- Born: 1710 Newark, Province of New Jersey
- Died: 27 July 1749 (aged 39) Stockbridge, Province of Massachusetts Bay
- Occupation: Pastor
- Spouse: Abigail Williams

= John Sergeant (missionary) =

American missionary

John Sergeant (1710 – July 27, 1749) was an American missionary in Stockbridge, Massachusetts, through whose ministry many Mahicans converted to Christianity. Reverend Sergeant was a graduate of Yale, who became an ordained Puritan minister. He helped establish a day school at what became Stockbridge, and laid the groundwork for a boarding school, before his early death.

== Early life ==
John was born in 1710 to Jonathan and Mary Sergeant, in Newark, New Jersey. His father died while he was still young, and his mother married Colonel John Cooper, who raised him. Due to a farming accident, he was left unable to move his left hand, which consequently led him to seek a career in academia, as opposed to following in the footsteps of his father, and stepfather, as a farmer. He enrolled at Yale in 1725, and graduated as valedictorian in 1729, and his valedictory speech has since been published. In September 1731, he was appointed as a tutor and was described as "one of the most successful holders of that office in the early history of the College", serving through 1735. He earned a second bachelor's degree from Yale, in theology, in 1732, while continuing to serve as a tutor.

== Missionary life ==

=== Establishing the mission ===

In 1734, the Reverend Samuel Hopkins, having heard of Chief Konkapot's well-known good character and disposition towards Christianity, decided to meet with John Stoddard, an authority on the local Native Americans, on the subject of a possible mission to the so-called "River Indians" (the term "River-Indians" in eighteenth century Massachusetts meant the Mohicans who came from the Colony of New York) living near the Housatonic River. With encouragement from Stoddard, he informed the Reverend Stephen Williams, and, together, they asked the Reverend William Williams to write to the Commissioners for Indian Affairs in Boston. The commissioners recommended a trip to consult with the Native Americans there regarding the possibility of a missionary being installed to live among them. When they consented, Jonathan Belcher and the commissioners authorized the mission on August 16, 1734, granting a salary of 100 pounds per year for a minister. Hopkins already had John Sergeant in mind as the ideal candidate, as he had privately expressed that he would rather work among the natives than the English.

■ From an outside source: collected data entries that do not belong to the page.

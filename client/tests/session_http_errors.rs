//! Drives a real [`Session`] against an unreachable loopback address so its
//! HTTP-backed operations fail quickly and deterministically, without a test
//! server. This exercises the bundled tokio runtime end to end: a real
//! `reqwest` request is spawned, actually polled to completion on the
//! session's background runtime thread, and its result bridged back into
//! `Session::update`'s synchronous polling loop.

use std::time::{Duration, Instant};

use snet_client::{AuthState, Config, Event, LobbyState, OpStatus, Session};
use snet_protocol::Visibility;

/// Nothing listens on loopback port 1, so the connection is refused almost
/// immediately — no DNS lookup or timeout to wait out.
fn unreachable_config() -> Config {
    let mut config = Config::new("127.0.0.1");
    config.port = 1;
    config.insecure_tls = true;
    config
}

fn drain_until(session: &mut Session, matches: impl Fn(&Event) -> bool) -> Event {
    let deadline = Instant::now() + Duration::from_secs(10);
    loop {
        session.update();
        while let Some(event) = session.next_event() {
            if matches(&event) {
                return event;
            }
        }
        assert!(Instant::now() < deadline, "timed out waiting for event");
        std::thread::sleep(Duration::from_millis(5));
    }
}

#[test]
fn unreachable_server_surfaces_create_game_as_io_error() {
    let mut session = Session::new(unreachable_config()).unwrap();
    session.create_game(Visibility::Public, 4, None);
    assert_eq!(session.lobby_state(), LobbyState::CreatingGame);

    let event = drain_until(&mut session, |e| matches!(e, Event::CreateGameFinished { .. }));
    let Event::CreateGameFinished { status, info, error } = event else { unreachable!() };
    assert_eq!(status, OpStatus::ErrIo);
    assert!(info.is_none());
    assert!(error.is_none());
    assert_eq!(session.lobby_state(), LobbyState::InLobby);
}

#[test]
fn create_game_is_a_no_op_while_another_lobby_operation_is_in_flight() {
    let mut session = Session::new(unreachable_config()).unwrap();
    session.list_games();
    assert_eq!(session.lobby_state(), LobbyState::ListingGames);

    session.create_game(Visibility::Public, 4, None);
    assert_eq!(session.lobby_state(), LobbyState::ListingGames);

    drain_until(&mut session, |e| matches!(e, Event::ListGamesFinished { .. }));
}

#[test]
fn login_with_cookie_surfaces_as_io_error_against_an_unreachable_host() {
    let mut session = Session::new(unreachable_config()).unwrap();
    session.login_with_cookie(b"some-cookie".to_vec());
    assert_eq!(session.auth_state(), AuthState::Authorizing);

    let event = drain_until(&mut session, |e| matches!(e, Event::LoginFinished { .. }));
    let Event::LoginFinished { status, .. } = event else { unreachable!() };
    assert_eq!(status, OpStatus::ErrIo);
    assert_eq!(session.auth_state(), AuthState::Unauthorized);
}

#[test]
fn join_game_fails_closed_when_the_join_request_itself_is_unreachable() {
    let mut session = Session::new(unreachable_config()).unwrap();
    session.join_game(b"token".to_vec(), snet_protocol::TransportKind::Native);
    assert_eq!(session.lobby_state(), LobbyState::JoiningGame);

    let event = drain_until(&mut session, |e| matches!(e, Event::JoinGameFinished { .. }));
    let Event::JoinGameFinished { status, .. } = event else { unreachable!() };
    assert_eq!(status, OpStatus::ErrIo);
    assert_eq!(session.lobby_state(), LobbyState::InLobby);
}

In September 1734, Stephen Williams and Nehemiah Bull approached Sergeant at Yale with the proposal. Sergeant agreed, on the condition he could spend half the first year at Yale, to be able to see his students through their final year, and then devote himself entirely. On October 8, he set off for Nehemiah Bull's house, who accompanied him to the settlement, in order to introduce him. They arrived on October 12, and announced their desire for a meeting the following day.

=== Early years ===
John preached his first sermon to about 20 adults. Being that he was not yet ordained, Bull baptized the first native, an interpreter with an already advanced grasp of English and Christianity, afterward called Ebenezer, on October 18. On October 21, they began building a public house, to serve as both a church and school, and it opened November 5. From November 25 through the 30th, John was called away to Albany to visit with the Mohawks, and so Reverend Hopkins enlisted Timothy Woodbridge of Springfield to assist the minister, and oversee the mission in Sergeant's absence. Sergeant left to return to Yale on December 9, bringing the young sons of Captain Konkapot and Lieutenant Umpachanee along with him, for their education. After finishing his work at New Haven, he returned to the mission on July 5, 1735. John was ordained at Deerfield, on August 31, 1735.

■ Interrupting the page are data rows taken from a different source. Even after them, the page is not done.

//! Host-supplied configuration for a [`crate::Session`].

use crate::error::ConfigError;

/// Where the lobby/relay server lives and how to reach it.
#[derive(Debug, Clone)]
pub struct Config {
    /// Hostname or IP the HTTP API and OAuth provider callback are served
    /// relative to. Must not be empty.
    pub host: String,
    /// Base path prepended to every HTTP API route (e.g. `/api/v1`). Empty
    /// is valid and means the API is mounted at the server root.
    pub path: String,
    /// TCP port the HTTP API listens on.
    pub port: u16,
    /// Skip TLS certificate verification. Only ever set for local
    /// development against a self-signed server; never in a shipped build.
    pub insecure_tls: bool,
}

impl Config {
    pub fn new(host: impl Into<String>) -> Self {
        Self { host: host.into(), path: String::new(), port: 443, insecure_tls: false }
    }

    pub fn validate(&self) -> Result<(), ConfigError> {
        if self.host.is_empty() {
            return Err(ConfigError::EmptyHost);
        }
        Ok(())
    }

    /// The base URL every HTTP API request is built against, e.g.
    /// `https://play.example.com:443/api/v1`.
    ///
    /// `insecure_tls` selects plain HTTP instead of HTTPS-with-no-cert-check:
    /// a local dev server stood up for testing rarely has a TLS listener at
    /// all, so the flag that exists to let a host point this crate at such a
    /// server picks the scheme it can actually reach rather than a scheme
    /// whose certificate check it also has to disable.
    pub fn base_url(&self) -> String {
        let scheme = if self.insecure_tls { "http" } else { "https" };
        format!("{scheme}://{}:{}{}", self.host, self.port, self.path)
    }
}

#[cfg(test)]
mod tests {
    use super::*;

    #[test]
    fn empty_host_is_rejected() {
        let config = Config::new("");
        assert_eq!(config.validate(), Err(ConfigError::EmptyHost));
    }

    #[test]
    fn base_url_joins_host_port_and_path() {
        let mut config = Config::new("play.example.com");
        config.path = "/api/v1".to_string();
        config.port = 8443;
        assert_eq!(config.base_url(), "https://play.example.com:8443/api/v1");
    }
}
//! Task bodies run inside the session's fixed operation slots.

pub mod auth;
pub mod lobby;

use std::future::Future;
use std::pin::Pin;
use std::task::{Context, Poll};

/// Returns `Pending` exactly once, then `Ready`. A task body awaits this to
/// hand control back to [`crate::Session::update`] for one tick without
/// blocking on any particular I/O source — used by `join_game` to wait for
/// the transport façade to leave `Connecting` one tick at a time.
pub(crate) fn yield_once() -> impl Future<Output = ()> {
    struct YieldOnce(bool);
    impl Future for YieldOnce {
        type Output = ();
        fn poll(mut self: Pin<&mut Self>, _cx: &mut Context<'_>) -> Poll<()> {
            if self.0 {
                Poll::Ready(())
            } else {
                self.0 = true;
                Poll::Pending
            }
        }
    }
    YieldOnce(false)
}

Initially, there were two Native American settlements, separated by about eight miles, called Skatehook, to the south, where Lieutenant Umpachanee lived, and Wnahktukook, to the north, where Captain Konkapot lived. This created logistical issues, and John and schoolmaster Timothy Woodbridge had to make trips between the two locations, often swapping places. Governor Belcher therefore proposed to the General Assembly that a township be granted to the mission, so that the entire tribe could live together, and attend the same church and school. This involved swapping lands with those who had already settled the land in question. The township, which was to become Stockbridge, but was then simply called "Indian Town", was granted March 25, 1736 and settled in May. One of the stipulations of the grant was that four new English families would be allowed to settle there.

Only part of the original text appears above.